Les mots de mon partenaire à l'égard de son père me prirent aux tripes. Certes il était écrivain, le verbe était donc son domaine ; mais j'étais sous l'emprise une émotion intense en parcourant ses lignes. Si j'étais une fan du romancier Richard Castle, les mots de l'homme me transportaient dans une émotion toute différente, renversante.

Je comprenais à présent pourquoi il m'avait demandé de l'accompagner demain. Sans avoir à lui poser de questions, au seul de ton de sa voix, plus grave, j'avais compris que c'était important pour lui. Je me rappelais en lisant ses mots le moment où il m'avait demandé au commissariat de l'accompagner.

Achevant la dernière phrase je basculais ma tête en arrière, sur l'appui tête de ma voiture, essayant de reprendre mes esprits. Je venais de lire une déclaration d'amour signée de la main de Richard Castle dans un monologue adressé à un père absent, disparu.

Ses mots en firent remonter d'autres en moi. Ceux qu'il avait prononcés en mai dernier, quelques secondes après que j'ai reçu une balle dans la poitrine. Je me rappelais tout, le son de sa voix lorsqu'il avait dit, me fixant dans les yeux : "Kate, I love you. I love you Kate".

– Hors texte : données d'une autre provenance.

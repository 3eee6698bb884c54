pub mod check_in;
pub mod custom_vocab;
pub mod local;
pub mod mistakes;
pub mod schema;
pub mod settings;
pub mod user;
pub mod word_status;

pub use local::LocalStorage;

Séduite, je l'étais déjà par mon partenaire et ami, mais ce soir, j'étais conquise. Cette lettre aussi bien déchirante que touchante m'avait bouleversée, semblant abattre les dernières pierres de cette forteresse que j'avais bâtie autour de moi. J'étais prête. il Il devait savoir que je me souvenais de tout. Je reprenais donc mon souffle en ayant un œil dans le rétroviseur. Je vis que mes yeux étaient luisants de larmes, leur donnant un aspect brillant. Je vérifiais mon maquillage avant de ressortir de la voiture et remontais lentement au loft.

Quelques minutes après, je le retrouvais. Il me tendit un verre de vin m'adressant un charmant sourire. Je l'acceptais et nous allâmes nous asseoir sur le divan. Après avoir trinqué et bu quelques gorgées, je reposais mon verre sur la table basse et me saisissais de la feuille pliée dans la poche de mon jean. Je la tendais à Castle, qui comprit tout de suite de quoi il s'agissait. Il s'en saisit et dit :

- Vous l'avez lue.

Ce n'était pas une question mais plus une affirmation qu'il avançait.

- Oui.

Nous nous regardâmes avec intensité, comme souvent, et je me laissais aller le prenant dans mes bras. J'avais envie de le consoler. Il jouait comme toujours à l'homme fort mais je savais qu'il se retenait de pleurer. Au bout de quelques instants, alors que son souffle balayait mon cou, je sentis une légère humidité sur ma peau et compris qu'il se laissait enfin aller.

Ce n'était pas grand chose mais en même temps tellement. Je savais, il savait que je savais mais nous étions toujours enlacés. C'était un pas supplémentaire, une promesse, une étreinte qui criait ce « Always » que nous appelions parfois.